» **Collected data entries**:
┌────────

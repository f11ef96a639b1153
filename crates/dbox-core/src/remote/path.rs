//! Remote path helpers.
//!
//! Remote paths are `/`-separated, start with `/`, and are compared in
//! lower case. The root is the empty string.

use std::path::{Path, PathBuf};

use crate::error::{CoreError, CoreResult};

/// Canonical root path.
pub const ROOT: &str = "";

/// Returns the canonical form of `path`: lower-cased, leading `/`, no
/// trailing `/`. Both `""` and `"/"` map to the root.
pub fn normalize(path: &str) -> String {
    let trimmed = path.trim().trim_end_matches('/');
    if trimmed.is_empty() {
        return ROOT.to_string();
    }
    let lower = trimmed.to_lowercase();
    if lower.starts_with('/') {
        lower
    } else {
        format!("/{lower}")
    }
}

/// Structural parent of a canonical path. The root is its own parent.
pub fn parent(path: &str) -> String {
    match path.rsplit_once('/') {
        Some((head, _)) => head.to_string(),
        None => ROOT.to_string(),
    }
}

/// Returns `true` if `path` denotes the store root.
pub fn is_root(path: &str) -> bool {
    path.is_empty() || path == "/"
}

/// Maps a remote path to its mirror under `local_root`.
///
/// Every component is kept verbatim; empty, `.` and `..` components (and
/// components carrying a backslash) are rejected so a listing can never
/// escape the download root.
pub fn local_path(local_root: &Path, remote: &str) -> CoreResult<PathBuf> {
    let relative = remote.trim_start_matches('/');
    if relative.is_empty() {
        return Err(CoreError::InvalidPath(remote.to_string()));
    }
    let mut out = local_root.to_path_buf();
    for component in relative.split('/') {
        if component.is_empty() || component == "." || component == ".." || component.contains('\\')
        {
            return Err(CoreError::InvalidPath(remote.to_string()));
        }
        out.push(component);
    }
    Ok(out)
}

/// Builds the web location of a folder: `base` followed by the
/// percent-encoded path (`/` for the root).
pub fn web_url(base: &str, path: &str) -> String {
    let web_path = if is_root(path) { "/" } else { path };
    format!(
        "{}{}",
        base.trim_end_matches('/'),
        urlencoding::encode(web_path)
    )
}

└────────

» **TASK OBJECTIVE**: Search the records above for "else". Copy each line where it is found.

» **WRITTEN SOLUTION**:
    } else {
    let web_path = if is_root(path) { "/" } else { path };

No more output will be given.